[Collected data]
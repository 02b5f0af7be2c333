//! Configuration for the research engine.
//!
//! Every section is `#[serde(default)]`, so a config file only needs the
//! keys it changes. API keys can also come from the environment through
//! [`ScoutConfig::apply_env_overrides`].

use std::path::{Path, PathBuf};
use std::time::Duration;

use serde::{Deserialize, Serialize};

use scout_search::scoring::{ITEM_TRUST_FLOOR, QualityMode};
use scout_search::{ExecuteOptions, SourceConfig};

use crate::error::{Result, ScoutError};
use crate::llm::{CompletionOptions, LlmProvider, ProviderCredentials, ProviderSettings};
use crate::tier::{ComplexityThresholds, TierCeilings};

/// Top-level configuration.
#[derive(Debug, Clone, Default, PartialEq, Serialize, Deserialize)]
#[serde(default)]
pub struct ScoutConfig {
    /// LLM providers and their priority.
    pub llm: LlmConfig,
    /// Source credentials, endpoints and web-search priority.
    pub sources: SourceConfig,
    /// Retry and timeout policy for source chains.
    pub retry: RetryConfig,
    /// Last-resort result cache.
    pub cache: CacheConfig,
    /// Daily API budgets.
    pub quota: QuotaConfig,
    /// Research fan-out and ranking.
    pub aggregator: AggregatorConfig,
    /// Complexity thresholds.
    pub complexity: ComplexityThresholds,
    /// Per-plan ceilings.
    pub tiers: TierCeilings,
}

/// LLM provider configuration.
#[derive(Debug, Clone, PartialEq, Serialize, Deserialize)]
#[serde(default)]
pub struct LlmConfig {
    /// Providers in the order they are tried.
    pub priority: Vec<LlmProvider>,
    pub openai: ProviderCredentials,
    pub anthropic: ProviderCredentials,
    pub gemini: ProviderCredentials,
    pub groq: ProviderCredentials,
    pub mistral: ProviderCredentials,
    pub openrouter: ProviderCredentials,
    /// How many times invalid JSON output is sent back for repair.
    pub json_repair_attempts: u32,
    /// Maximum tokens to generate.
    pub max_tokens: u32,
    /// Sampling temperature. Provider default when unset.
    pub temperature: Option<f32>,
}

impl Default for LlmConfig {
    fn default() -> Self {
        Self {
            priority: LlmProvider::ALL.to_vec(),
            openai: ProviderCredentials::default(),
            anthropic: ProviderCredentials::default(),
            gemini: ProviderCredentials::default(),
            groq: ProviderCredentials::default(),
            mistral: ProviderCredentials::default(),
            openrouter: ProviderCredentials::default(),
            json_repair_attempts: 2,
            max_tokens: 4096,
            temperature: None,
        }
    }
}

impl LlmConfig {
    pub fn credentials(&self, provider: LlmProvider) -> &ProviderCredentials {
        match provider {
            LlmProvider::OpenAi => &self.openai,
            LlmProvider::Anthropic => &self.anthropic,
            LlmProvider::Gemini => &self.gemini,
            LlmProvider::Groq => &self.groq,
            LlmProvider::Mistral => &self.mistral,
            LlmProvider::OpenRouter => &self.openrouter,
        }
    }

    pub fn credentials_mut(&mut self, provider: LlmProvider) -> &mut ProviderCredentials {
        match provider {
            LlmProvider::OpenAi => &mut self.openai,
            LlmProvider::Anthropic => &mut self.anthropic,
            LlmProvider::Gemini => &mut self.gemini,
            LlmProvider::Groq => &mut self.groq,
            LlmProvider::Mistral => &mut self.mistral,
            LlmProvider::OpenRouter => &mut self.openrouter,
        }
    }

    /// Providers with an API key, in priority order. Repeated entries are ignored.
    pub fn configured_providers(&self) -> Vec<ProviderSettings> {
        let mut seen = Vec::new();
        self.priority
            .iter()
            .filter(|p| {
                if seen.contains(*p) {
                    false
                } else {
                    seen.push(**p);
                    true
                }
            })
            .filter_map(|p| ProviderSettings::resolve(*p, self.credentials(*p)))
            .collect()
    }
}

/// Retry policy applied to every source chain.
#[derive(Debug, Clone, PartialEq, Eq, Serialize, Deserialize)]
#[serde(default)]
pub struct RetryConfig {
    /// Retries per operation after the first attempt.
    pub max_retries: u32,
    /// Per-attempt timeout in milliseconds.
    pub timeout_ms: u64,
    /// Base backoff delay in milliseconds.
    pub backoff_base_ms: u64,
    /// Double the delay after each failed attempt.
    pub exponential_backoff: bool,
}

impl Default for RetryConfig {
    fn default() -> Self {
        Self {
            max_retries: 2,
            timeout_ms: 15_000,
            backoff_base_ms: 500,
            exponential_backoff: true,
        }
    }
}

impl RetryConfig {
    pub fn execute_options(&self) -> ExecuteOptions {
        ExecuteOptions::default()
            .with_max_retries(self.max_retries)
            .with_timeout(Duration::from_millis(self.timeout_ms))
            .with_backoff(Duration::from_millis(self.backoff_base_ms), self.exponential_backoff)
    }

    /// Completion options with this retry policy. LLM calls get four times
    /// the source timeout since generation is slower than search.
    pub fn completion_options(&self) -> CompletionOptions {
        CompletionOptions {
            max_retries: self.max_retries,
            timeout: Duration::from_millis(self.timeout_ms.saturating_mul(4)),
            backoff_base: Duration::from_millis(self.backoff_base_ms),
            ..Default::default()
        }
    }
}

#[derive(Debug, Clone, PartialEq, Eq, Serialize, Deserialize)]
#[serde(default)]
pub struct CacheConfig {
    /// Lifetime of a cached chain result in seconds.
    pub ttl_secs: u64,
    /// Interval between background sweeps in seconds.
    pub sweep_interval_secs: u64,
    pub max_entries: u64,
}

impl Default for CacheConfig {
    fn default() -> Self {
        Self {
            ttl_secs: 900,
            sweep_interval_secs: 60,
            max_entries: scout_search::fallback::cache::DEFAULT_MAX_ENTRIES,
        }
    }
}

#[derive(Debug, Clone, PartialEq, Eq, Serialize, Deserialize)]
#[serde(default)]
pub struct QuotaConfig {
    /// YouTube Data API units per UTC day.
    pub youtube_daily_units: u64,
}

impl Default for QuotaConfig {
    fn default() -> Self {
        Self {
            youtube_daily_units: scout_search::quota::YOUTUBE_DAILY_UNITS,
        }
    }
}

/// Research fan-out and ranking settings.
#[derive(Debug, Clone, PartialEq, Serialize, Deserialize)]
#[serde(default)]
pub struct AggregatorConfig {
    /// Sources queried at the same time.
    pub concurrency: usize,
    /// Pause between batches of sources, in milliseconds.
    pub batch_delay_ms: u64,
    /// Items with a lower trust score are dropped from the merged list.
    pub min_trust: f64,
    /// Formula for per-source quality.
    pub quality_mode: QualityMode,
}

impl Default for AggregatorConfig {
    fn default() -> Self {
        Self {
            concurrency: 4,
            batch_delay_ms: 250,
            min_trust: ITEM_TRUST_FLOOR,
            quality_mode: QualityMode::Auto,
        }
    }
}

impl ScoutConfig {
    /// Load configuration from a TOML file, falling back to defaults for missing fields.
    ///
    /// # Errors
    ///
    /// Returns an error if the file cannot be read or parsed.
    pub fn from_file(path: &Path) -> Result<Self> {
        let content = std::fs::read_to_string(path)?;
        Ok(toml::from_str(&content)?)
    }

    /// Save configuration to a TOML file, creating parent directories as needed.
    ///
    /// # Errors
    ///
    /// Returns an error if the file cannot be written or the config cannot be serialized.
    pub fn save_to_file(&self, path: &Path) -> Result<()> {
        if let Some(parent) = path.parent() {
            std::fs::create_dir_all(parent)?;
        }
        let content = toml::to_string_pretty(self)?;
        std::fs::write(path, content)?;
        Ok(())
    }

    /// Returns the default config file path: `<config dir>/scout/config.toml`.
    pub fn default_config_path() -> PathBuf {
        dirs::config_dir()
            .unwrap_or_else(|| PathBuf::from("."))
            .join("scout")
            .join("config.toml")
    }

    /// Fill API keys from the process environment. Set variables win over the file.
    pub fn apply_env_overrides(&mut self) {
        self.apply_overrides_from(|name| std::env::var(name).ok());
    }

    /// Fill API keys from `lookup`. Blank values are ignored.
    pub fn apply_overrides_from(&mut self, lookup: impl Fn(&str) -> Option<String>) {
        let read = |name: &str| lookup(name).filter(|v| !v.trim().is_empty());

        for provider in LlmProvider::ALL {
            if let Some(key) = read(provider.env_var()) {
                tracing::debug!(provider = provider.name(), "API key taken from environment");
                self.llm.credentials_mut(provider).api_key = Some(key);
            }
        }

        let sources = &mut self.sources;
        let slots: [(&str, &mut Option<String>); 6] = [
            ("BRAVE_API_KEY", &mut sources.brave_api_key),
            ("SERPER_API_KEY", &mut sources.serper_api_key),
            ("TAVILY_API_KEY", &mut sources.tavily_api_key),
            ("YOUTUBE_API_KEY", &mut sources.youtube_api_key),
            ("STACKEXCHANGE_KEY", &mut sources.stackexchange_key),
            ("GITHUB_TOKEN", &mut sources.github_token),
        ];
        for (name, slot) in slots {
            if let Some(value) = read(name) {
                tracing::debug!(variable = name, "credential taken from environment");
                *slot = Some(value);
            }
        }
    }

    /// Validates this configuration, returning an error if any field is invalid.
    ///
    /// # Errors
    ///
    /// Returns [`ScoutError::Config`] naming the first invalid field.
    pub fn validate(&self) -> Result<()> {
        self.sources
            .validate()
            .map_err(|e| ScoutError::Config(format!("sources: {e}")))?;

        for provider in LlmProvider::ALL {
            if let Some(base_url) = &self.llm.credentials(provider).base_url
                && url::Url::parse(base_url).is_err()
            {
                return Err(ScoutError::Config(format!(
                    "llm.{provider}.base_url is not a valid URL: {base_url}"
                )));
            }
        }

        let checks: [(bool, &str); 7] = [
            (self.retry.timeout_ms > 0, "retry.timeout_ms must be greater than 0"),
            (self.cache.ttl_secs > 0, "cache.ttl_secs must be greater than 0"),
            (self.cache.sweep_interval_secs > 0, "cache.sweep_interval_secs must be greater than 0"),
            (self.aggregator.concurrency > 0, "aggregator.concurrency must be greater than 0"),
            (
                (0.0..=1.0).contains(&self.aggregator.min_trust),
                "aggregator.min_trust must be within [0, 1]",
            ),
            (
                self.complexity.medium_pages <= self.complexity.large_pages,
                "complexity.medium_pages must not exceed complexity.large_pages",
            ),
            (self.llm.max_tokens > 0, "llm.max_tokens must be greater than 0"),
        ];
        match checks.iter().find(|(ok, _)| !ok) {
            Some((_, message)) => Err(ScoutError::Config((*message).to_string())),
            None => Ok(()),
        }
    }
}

* _WORK REQUEST_: Print, exactly as written, the first line of the records above and each line after it until the line with "fan-out and ranking.", which is printed too.

* _TASK OUTPUT_:
repository 02b5f0af7be2c333
//! Configuration for the research engine.
//!
//! Every section is `#[serde(default)]`, so a config file only needs the
//! keys it changes. API keys can also come from the environment through
//! [`ScoutConfig::apply_env_overrides`].

use std::path::{Path, PathBuf};
use std::time::Duration;

use serde::{Deserialize, Serialize};

use scout_search::scoring::{ITEM_TRUST_FLOOR, QualityMode};
use scout_search::{ExecuteOptions, SourceConfig};

use crate::error::{Result, ScoutError};
use crate::llm::{CompletionOptions, LlmProvider, ProviderCredentials, ProviderSettings};
use crate::tier::{ComplexityThresholds, TierCeilings};

/// Top-level configuration.
#[derive(Debug, Clone, Default, PartialEq, Serialize, Deserialize)]
#[serde(default)]
pub struct ScoutConfig {
    /// LLM providers and their priority.
    pub llm: LlmConfig,
    /// Source credentials, endpoints and web-search priority.
    pub sources: SourceConfig,
    /// Retry and timeout policy for source chains.
    pub retry: RetryConfig,
    /// Last-resort result cache.
    pub cache: CacheConfig,
    /// Daily API budgets.
    pub quota: QuotaConfig,
    /// Research fan-out and ranking.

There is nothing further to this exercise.